TASK OBJECTIVE:
Pull out every line of the listing below where "LoadingImages" appears.

(LISTED RECORDS)

//! Turns the pipeline's progress counters into a progress bar.

use egui::{ProgressBar, Response, Ui};

/// A phase of the stitching pipeline.
#[derive(Debug, Clone, Copy, PartialEq, Eq, Hash, Default)]
pub enum ProgressStage {
    /// Nothing in particular is running, or the pipeline didn't say.
    #[default]
    Idle,
    LoadingImages,
    DetectingKeypoints,
    MatchingImages,
    StitchingPano,
}

impl ProgressStage {
    /// Every stage, in pipeline order.
    pub const ALL: [ProgressStage; 5] = [
        ProgressStage::Idle,
        ProgressStage::LoadingImages,
        ProgressStage::DetectingKeypoints,
        ProgressStage::MatchingImages,
        ProgressStage::StitchingPano,
    ];

    /// The name shown in front of the percentage. [ProgressStage::Idle] has
    /// none.
    pub const fn label(self) -> &'static str {
        match self {
            ProgressStage::Idle => "",
            ProgressStage::LoadingImages => "Loading images",
            ProgressStage::DetectingKeypoints => "Detecting keypoints",
            ProgressStage::MatchingImages => "Matching images",
            ProgressStage::StitchingPano => "Stitching pano",
        }
    }
}

/// How far along the pipeline is, as reported for the current frame.
#[derive(Debug, Clone, Copy, PartialEq, Eq, Hash, Default)]
pub struct ProgressReport {
    pub stage: ProgressStage,
    pub tasks_done: usize,
    pub num_tasks: usize,
}

/// What the progress bar shows.
#[derive(Debug, Clone, PartialEq)]
pub struct ProgressDisplay {
    pub label: String,
    /// In `0.0..=1.0`.
    pub fraction: f32,
}

impl ProgressReport {
    pub fn new(stage: ProgressStage, tasks_done: usize, num_tasks: usize) -> Self {
        Self {
            stage,
            tasks_done,
            num_tasks,
        }
    }

    /// `tasks_done`, capped at `num_tasks`.
    fn tasks_done_clamped(&self) -> usize {
        self.tasks_done.min(self.num_tasks)
    }

    /// The fraction of tasks done, `0.0` when there are no tasks.
    pub fn fraction(&self) -> f32 {
        if self.num_tasks == 0 {
            return 0.0;
        }
        (self.tasks_done_clamped() as f64 / self.num_tasks as f64) as f32
    }

    /// The percentage of tasks done, rounded down. `0` when there are no tasks.
    pub fn percentage(&self) -> usize {
        if self.num_tasks == 0 {
            return 0;
        }
        // Widened so huge task counts can't overflow.
        (self.tasks_done_clamped() as u128 * 100 / self.num_tasks as u128) as usize
    }

    /// `"100%"` once everything is done, otherwise the stage's label followed
    /// by the percentage (e.g. `"Matching images: 50%"`).
    pub fn label(&self) -> String {
        if self.tasks_done_clamped() == self.num_tasks {
            "100%".into()
        } else {
            format!("{}: {}%", self.stage.label(), self.percentage())
        }
    }

    /// What to draw for this report, or [None] if there are no tasks (in which
    /// case nothing should be drawn at all).
    pub fn display(&self) -> Option<ProgressDisplay> {
        if self.num_tasks == 0 {
            return None;
        }

        if self.tasks_done > self.num_tasks {
            util::debug_log_warning!(
                "Progress reported {} of {} tasks done, showing it as complete.",
                self.tasks_done,
                self.num_tasks
            );
        }

        Some(ProgressDisplay {
            label: self.label(),
            fraction: self.fraction(),
        })
    }
}

/// Draws a progress bar spanning the available width. Nothing is drawn (and
/// [None] is returned) when the report has no tasks.
pub fn progress_bar(ui: &mut Ui, report: &ProgressReport) -> Option<Response> {
    let display = report.display()?;

    Some(
        ui.add(
            ProgressBar::new(display.fraction)
                .desired_width(ui.available_width())
                .text(display.label),
        ),
    )
}

#[cfg(test)]
mod tests {
    use egui::{Context, RawInput};

    use super::*;
    use crate::test_util::run_frame;

    #[test]
    fn halfway_through_matching() {
        let report = ProgressReport::new(ProgressStage::MatchingImages, 30, 60);
        assert_eq!(
            report.display(),
            Some(ProgressDisplay {
                label: "Matching images: 50%".into(),
                fraction: 0.5,
            })
        );
    }

    #[test]
    fn finished_work_is_always_100_percent() {
        for stage in ProgressStage::ALL {
            for n in [1, 7, 1000] {
                assert_eq!(ProgressReport::new(stage, n, n).label(), "100%");
            }
        }
    }

    #[test]
    fn percentage_rounds_down() {
        let cases = [
            (0, 3, 0),
            (1, 3, 33),
            (2, 3, 66),
            (29, 100, 29),
            (99, 100, 99),
        ];
        for (done, total, expected) in cases {
            let report = ProgressReport::new(ProgressStage::LoadingImages, done, total);
            assert_eq!(report.label(), format!("Loading images: {expected}%"));
        }
    }

    #[test]
    fn idle_stage_has_an_empty_label() {
        let report = ProgressReport::new(ProgressStage::Idle, 1, 4);
        assert_eq!(report.label(), ": 25%");
    }

    #[test]
    fn every_stage_has_a_label() {
        let labels: Vec<_> = ProgressStage::ALL.iter().map(|stage| stage.label()).collect();
        assert_eq!(
            labels,
            [
                "",
                "Loading images",
                "Detecting keypoints",
                "Matching images",
                "Stitching pano"
            ]
        );
    }

    #[test]
    fn no_tasks_means_no_display() {
        let report = ProgressReport::new(ProgressStage::StitchingPano, 0, 0);
        assert_eq!(report.display(), None);
        assert_eq!(report.fraction(), 0.0);
    }

    #[test]
    fn overreported_progress_is_clamped() {
        let report = ProgressReport::new(ProgressStage::DetectingKeypoints, 12, 10);
        let display = report.display().expect("There are tasks to show.");
        assert_eq!(display.label, "100%");
        assert_eq!(display.fraction, 1.0);
    }

    #[test]
    fn empty_report_draws_nothing() {
        let ctx = Context::default();
        let report = ProgressReport::new(ProgressStage::LoadingImages, 0, 0);

        run_frame(&ctx, RawInput::default(), |ui| {
            let before = ui.cursor();
            assert!(progress_bar(ui, &report).is_none());
            assert_eq!(ui.cursor(), before);
        });
    }

    #[test]
    fn report_with_tasks_draws_a_bar() {
        let ctx = Context::default();
        let report = ProgressReport::new(ProgressStage::LoadingImages, 1, 2);

        run_frame(&ctx, RawInput::default(), |ui| {
            let before = ui.cursor();
            assert!(progress_bar(ui, &report).is_some());
            assert_ne!(ui.cursor(), before);
        });
    }
}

(End LISTED RECORDS)

EXERCISE SOLUTION:
    LoadingImages,
        ProgressStage::LoadingImages,
            ProgressStage::LoadingImages => "Loading images",
            let report = ProgressReport::new(ProgressStage::LoadingImages, done, total);
        let report = ProgressReport::new(ProgressStage::LoadingImages, 0, 0);
        let report = ProgressReport::new(ProgressStage::LoadingImages, 1, 2);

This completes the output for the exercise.